Civic Center
A Slap In The Face Of Our Nation's Better Angels

While growing up in Ecuador, Italy, and Bolivia, I experienced diverse cultures, ethnicities, and social economies. As a child, it dawned on me that no matter what country I was in, how different people looked, motherhood always looked the same. A mother who was hungry and barefoot in Guayaquil exuded as much love for her children as the fashionably attired mother in Turin. It taught me that a mother’s love is universal.
What saddens me now is that many people in America haven’t a clue that a child in Gaza riddled with bullets was as deeply loved as a child in Los Angeles who has just died from a brain tumor.
As a woman, I know it’s the love we feel deeply that civilizes our world—not church elders, political leaders, or money. It’s this unmitigated love that drives us to seek justice for ourselves, our children, our community—and even for a man we’ve never met who was maliciously sent to a gulag in El Salvador to disappear. Intuitively, we understand that our sons or daughters could also be snatched off the street “by mistake” never to be seen again. And this, of course, is not love. It’s tyranny.
I ask myself, how did we become so callous a nation that even one American can sit back and gloat or applaud this new reign of terror? How can any caring person believe this is how one improves a democracy, or heals a broken society?
Sending anyone to a prison in El Salvador—with or without due process—is a slap in the face of our nation’s better angels. Contrary to delivering us from all evil, as some people like to think, it diminishes us as a thoughtful, creative society and puts us on a tragic par with North Korea’s (and other dictatorships’) unimaginative problem-solving character. The “okayness” of such an atrocity makes a mockery of democracy and throws us into history as one more shameful thug among nations. Above all, it makes us evil.
So what should we do?
There will be many church services this weekend to celebrate the Resurrection. In Christian theology, the Resurrection is not just about Jesus. It’s about all of us. When we truly believe we are each made in the image of God, then we must accept that what we do to another human being we are also doing to God. What is done to Kilmar Abrego Garcia and others like him is done to God. But maybe it's easier to dismiss this part of Christian doctrine these days.
For me, this holiday is an opportunity to pray for our leaders and also ask, what would Jesus do if he were here in my shoes witnessing this new world being born in America—one that imagines itself Christian and nobler than ever, but yet is remarkably cunning and unholy?

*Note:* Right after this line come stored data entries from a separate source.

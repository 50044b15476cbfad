use crate::{
    error::ApiError,
    models::{CreatePlanetRequest, Planet},
    repository::RepositoryState,
};

/// The fixed message surfaced whenever a planet lookup comes back empty.
pub const PLANET_NOT_FOUND: &str = "Planet not found";

/// PlanetService
///
/// The business layer between the handlers and the persistence gateway. Thin
/// by design: its one real responsibility is not-found translation — turning
/// an empty lookup into an explicit `NotFound` failure instead of letting
/// silence propagate — applied directly by `find_by_id` and reused as the
/// existence check that guards `update` and `delete`.
#[derive(Clone)]
pub struct PlanetService {
    repo: RepositoryState,
}

impl PlanetService {
    pub fn new(repo: RepositoryState) -> Self {
        Self { repo }
    }

    /// Returns every row; an empty list is a valid success.
    pub async fn find_all(&self) -> Result<Vec<Planet>, ApiError> {
        Ok(self.repo.find_all().await?)
    }

    /// Fetches one row, translating an absent result into `NotFound`.
    pub async fn find_by_id(&self, id: i32) -> Result<Planet, ApiError> {
        self.repo
            .find_by_id(id)
            .await?
            .ok_or(ApiError::NotFound(PLANET_NOT_FOUND))
    }

    /// Inserts a new row; storage assigns the identity.
    pub async fn save(&self, req: CreatePlanetRequest) -> Result<Planet, ApiError> {
        Ok(self.repo.save(req).await?)
    }

    /// Inserts each row in order. Not atomic: if an element fails its table
    /// constraint, earlier inserts stay and the error propagates as-is.
    pub async fn save_all(
        &self,
        reqs: Vec<CreatePlanetRequest>,
    ) -> Result<Vec<Planet>, ApiError> {
        Ok(self.repo.save_all(reqs).await?)
    }

    /// Full replace by id. The row must exist first; the check and the write
    /// are separate reads (read-then-write), so a concurrent delete between
    /// them is an accepted race, not something this layer guards against.
    pub async fn update(&self, planet: Planet) -> Result<(), ApiError> {
        self.find_by_id(planet.id).await?;
        Ok(self.repo.update(planet).await?)
    }

    /// Removes the row for `id`, failing with `NotFound` when there is none.
    /// Delete is by entity: the fetched row is handed back to the gateway.
    pub async fn delete(&self, id: i32) -> Result<(), ApiError> {
        let planet = self.find_by_id(id).await?;
        Ok(self.repo.delete(&planet).await?)
    }
}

What comes to me is this expression: Easy come, easy go. America did not come easy. It’s been hard fought and continues to be. It’s not perfect, but if it’s to remain “one nation under God, indivisible, with liberty and justice for all,” then we must all help bring that vision to life in all ways imaginable and not be pulled off course by the wicked ideas of one turpid president who should spend more time in church and less time on a golf course frolicking with other godless leaders.
Faithville
Thank you…🙏🏼♥️
Slipstream
I felt every word as I read this piece, and my heart ached. I will be praying too. Thank you.
Wilsons Grave
I'm with you. Good Friday this year gives me pause...feels like America is being crucified by a colossal crime syndicate led by Trump and his lackeys. I'm joining you all in prayer.